== Exercise ==
Look through the entries below and show every line containing the word "Creates".

Source records
-----

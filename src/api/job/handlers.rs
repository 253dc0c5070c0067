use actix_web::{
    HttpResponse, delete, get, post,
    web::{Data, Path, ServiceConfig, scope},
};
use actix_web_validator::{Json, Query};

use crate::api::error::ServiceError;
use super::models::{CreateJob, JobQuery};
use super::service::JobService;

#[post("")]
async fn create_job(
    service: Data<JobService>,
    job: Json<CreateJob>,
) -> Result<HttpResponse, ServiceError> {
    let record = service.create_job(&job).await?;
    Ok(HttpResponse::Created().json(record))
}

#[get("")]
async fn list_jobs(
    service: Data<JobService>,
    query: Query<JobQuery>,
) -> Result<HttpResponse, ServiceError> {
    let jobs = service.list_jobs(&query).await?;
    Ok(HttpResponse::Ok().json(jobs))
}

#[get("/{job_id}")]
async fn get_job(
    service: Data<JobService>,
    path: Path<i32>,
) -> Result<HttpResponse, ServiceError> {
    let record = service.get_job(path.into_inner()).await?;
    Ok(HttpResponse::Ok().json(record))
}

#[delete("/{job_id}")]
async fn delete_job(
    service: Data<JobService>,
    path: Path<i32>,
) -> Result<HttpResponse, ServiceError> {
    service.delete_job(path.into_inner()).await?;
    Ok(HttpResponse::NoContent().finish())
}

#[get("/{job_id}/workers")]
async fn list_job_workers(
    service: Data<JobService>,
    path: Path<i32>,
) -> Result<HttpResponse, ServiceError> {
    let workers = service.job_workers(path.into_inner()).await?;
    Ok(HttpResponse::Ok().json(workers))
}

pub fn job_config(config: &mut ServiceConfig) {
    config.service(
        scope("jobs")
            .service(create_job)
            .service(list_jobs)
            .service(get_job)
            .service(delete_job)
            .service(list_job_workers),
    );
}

-----

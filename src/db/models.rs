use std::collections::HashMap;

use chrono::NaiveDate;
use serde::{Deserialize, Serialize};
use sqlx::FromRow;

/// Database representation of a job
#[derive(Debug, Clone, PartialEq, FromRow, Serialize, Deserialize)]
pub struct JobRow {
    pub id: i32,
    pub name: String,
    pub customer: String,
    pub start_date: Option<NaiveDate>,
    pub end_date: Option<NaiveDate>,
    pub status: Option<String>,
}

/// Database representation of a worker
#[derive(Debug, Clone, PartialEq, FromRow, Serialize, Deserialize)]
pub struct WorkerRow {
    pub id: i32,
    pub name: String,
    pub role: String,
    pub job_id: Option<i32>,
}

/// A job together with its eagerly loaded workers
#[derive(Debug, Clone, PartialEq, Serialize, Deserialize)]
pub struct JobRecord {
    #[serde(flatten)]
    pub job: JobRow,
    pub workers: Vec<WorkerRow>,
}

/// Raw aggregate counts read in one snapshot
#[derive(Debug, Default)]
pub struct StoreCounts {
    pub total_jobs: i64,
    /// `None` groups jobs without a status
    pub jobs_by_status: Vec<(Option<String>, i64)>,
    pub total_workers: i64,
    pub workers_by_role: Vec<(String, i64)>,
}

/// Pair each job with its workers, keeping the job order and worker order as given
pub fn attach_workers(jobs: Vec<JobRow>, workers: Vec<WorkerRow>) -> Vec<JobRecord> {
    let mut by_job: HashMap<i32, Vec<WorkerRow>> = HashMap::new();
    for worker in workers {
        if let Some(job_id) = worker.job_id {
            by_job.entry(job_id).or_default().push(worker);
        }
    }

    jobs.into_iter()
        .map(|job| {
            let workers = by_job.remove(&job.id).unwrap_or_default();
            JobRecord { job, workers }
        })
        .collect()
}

-----

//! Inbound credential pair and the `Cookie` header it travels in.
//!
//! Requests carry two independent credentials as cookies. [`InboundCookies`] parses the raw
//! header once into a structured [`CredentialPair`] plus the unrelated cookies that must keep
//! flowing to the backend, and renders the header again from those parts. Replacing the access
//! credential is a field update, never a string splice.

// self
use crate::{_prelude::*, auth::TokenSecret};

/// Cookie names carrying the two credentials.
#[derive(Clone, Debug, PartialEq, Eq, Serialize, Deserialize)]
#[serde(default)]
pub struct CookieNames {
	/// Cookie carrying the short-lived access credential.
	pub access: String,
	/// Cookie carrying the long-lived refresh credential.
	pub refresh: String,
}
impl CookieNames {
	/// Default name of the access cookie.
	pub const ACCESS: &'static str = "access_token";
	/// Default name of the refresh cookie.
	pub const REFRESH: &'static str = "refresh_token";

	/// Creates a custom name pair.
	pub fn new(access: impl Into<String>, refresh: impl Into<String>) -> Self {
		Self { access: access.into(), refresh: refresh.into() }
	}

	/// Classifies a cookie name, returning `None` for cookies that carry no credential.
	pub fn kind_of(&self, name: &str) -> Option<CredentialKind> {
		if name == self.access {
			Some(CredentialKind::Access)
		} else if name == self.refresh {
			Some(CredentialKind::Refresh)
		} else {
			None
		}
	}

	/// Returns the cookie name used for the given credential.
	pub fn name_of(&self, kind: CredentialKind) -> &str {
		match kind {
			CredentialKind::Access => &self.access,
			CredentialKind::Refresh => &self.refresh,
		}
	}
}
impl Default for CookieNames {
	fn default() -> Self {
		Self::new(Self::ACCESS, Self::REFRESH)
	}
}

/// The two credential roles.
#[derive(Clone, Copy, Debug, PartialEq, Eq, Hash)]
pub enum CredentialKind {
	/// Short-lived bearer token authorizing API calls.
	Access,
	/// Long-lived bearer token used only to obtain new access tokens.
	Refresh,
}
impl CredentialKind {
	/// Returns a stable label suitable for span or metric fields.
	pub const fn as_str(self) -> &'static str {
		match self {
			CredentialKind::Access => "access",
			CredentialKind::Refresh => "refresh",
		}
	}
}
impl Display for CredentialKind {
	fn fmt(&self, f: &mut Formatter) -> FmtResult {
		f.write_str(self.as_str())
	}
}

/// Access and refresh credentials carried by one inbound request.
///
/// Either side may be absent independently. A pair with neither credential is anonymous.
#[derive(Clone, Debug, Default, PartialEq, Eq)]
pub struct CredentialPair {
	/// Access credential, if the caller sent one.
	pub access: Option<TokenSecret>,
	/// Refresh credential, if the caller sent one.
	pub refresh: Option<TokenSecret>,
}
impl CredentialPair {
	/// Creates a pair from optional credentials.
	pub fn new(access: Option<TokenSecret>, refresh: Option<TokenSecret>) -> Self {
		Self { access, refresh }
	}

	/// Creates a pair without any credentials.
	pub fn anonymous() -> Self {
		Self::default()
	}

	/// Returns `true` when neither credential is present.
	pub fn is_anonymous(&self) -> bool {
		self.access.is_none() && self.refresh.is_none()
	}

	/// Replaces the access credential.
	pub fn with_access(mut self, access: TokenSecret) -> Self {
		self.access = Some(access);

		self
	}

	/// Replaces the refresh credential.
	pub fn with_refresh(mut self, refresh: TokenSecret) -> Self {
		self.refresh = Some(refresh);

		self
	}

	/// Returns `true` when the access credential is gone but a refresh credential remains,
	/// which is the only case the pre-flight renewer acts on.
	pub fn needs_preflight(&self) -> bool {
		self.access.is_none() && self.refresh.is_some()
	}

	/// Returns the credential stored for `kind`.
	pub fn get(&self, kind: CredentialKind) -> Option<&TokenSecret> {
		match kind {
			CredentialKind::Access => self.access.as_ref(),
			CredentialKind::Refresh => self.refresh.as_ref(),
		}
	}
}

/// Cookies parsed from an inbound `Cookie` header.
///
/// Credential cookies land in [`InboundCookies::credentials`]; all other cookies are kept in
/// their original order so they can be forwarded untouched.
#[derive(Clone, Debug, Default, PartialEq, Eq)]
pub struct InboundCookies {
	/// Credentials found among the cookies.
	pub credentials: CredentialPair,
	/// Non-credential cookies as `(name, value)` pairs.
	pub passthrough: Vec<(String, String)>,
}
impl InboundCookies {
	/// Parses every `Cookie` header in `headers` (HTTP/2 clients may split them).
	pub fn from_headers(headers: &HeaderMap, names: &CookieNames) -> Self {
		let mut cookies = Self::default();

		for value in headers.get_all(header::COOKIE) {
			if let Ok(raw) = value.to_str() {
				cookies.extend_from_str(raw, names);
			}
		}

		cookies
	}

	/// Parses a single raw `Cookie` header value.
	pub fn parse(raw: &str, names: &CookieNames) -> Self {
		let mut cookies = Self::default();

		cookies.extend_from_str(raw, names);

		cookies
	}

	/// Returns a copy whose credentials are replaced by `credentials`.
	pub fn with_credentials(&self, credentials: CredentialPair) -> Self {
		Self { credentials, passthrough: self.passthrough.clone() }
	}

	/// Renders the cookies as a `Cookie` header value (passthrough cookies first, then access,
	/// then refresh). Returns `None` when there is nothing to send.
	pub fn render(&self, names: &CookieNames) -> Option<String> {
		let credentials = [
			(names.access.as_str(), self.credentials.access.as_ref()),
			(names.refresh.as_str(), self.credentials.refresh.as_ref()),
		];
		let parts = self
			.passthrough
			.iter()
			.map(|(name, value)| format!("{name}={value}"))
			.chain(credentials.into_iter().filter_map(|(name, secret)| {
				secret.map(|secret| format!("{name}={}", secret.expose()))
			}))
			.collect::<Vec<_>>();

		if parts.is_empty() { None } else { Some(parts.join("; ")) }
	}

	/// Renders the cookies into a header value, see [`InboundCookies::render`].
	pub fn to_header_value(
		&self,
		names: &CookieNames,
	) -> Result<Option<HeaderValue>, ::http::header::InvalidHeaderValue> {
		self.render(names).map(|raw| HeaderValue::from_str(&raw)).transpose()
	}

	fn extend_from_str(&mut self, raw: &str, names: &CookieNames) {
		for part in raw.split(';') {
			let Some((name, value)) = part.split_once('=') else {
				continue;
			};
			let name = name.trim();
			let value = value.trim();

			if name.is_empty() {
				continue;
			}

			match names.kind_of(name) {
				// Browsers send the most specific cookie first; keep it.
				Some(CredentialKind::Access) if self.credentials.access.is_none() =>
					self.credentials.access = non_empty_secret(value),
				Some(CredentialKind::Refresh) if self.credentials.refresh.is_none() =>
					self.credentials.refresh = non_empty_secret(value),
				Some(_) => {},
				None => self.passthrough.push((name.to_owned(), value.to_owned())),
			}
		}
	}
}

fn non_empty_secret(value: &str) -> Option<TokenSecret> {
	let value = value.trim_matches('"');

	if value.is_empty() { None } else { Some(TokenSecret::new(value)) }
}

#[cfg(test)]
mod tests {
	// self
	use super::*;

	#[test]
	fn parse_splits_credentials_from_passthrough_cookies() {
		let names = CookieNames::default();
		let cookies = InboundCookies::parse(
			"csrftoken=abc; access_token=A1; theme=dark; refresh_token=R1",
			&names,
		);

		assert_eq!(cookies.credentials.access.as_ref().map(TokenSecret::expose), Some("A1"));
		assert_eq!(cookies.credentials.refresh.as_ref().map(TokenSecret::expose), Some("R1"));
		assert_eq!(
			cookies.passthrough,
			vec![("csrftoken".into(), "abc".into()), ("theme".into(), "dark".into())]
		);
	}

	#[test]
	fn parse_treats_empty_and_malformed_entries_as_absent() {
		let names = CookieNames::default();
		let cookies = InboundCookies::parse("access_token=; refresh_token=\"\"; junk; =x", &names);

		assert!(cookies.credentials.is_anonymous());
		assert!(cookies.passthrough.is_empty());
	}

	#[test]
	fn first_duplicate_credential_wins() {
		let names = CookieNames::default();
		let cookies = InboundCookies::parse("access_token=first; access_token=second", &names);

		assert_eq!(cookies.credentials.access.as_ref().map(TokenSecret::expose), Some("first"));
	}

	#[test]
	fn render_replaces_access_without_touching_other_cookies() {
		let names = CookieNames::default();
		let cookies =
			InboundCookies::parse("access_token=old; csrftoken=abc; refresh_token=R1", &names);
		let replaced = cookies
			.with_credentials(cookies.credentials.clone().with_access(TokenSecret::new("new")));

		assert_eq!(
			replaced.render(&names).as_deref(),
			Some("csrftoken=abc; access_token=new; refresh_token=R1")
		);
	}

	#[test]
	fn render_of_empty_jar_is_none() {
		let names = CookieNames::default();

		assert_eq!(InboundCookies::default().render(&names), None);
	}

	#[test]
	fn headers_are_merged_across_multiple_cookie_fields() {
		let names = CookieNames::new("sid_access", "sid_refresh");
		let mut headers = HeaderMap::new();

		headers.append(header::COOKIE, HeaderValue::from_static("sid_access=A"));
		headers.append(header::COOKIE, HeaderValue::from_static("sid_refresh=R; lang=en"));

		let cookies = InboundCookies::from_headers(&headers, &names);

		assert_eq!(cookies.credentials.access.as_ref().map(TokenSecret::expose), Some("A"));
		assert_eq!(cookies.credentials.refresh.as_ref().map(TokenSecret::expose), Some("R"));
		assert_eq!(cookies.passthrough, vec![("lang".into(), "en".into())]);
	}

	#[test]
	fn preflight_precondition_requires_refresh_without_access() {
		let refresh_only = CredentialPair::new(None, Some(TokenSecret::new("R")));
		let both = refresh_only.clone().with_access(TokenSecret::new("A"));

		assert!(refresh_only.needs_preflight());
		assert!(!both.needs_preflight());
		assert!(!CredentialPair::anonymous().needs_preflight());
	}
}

-----

== Exercise result ==
	/// Creates a custom name pair.
	/// Creates a pair from optional credentials.
	/// Creates a pair without any credentials.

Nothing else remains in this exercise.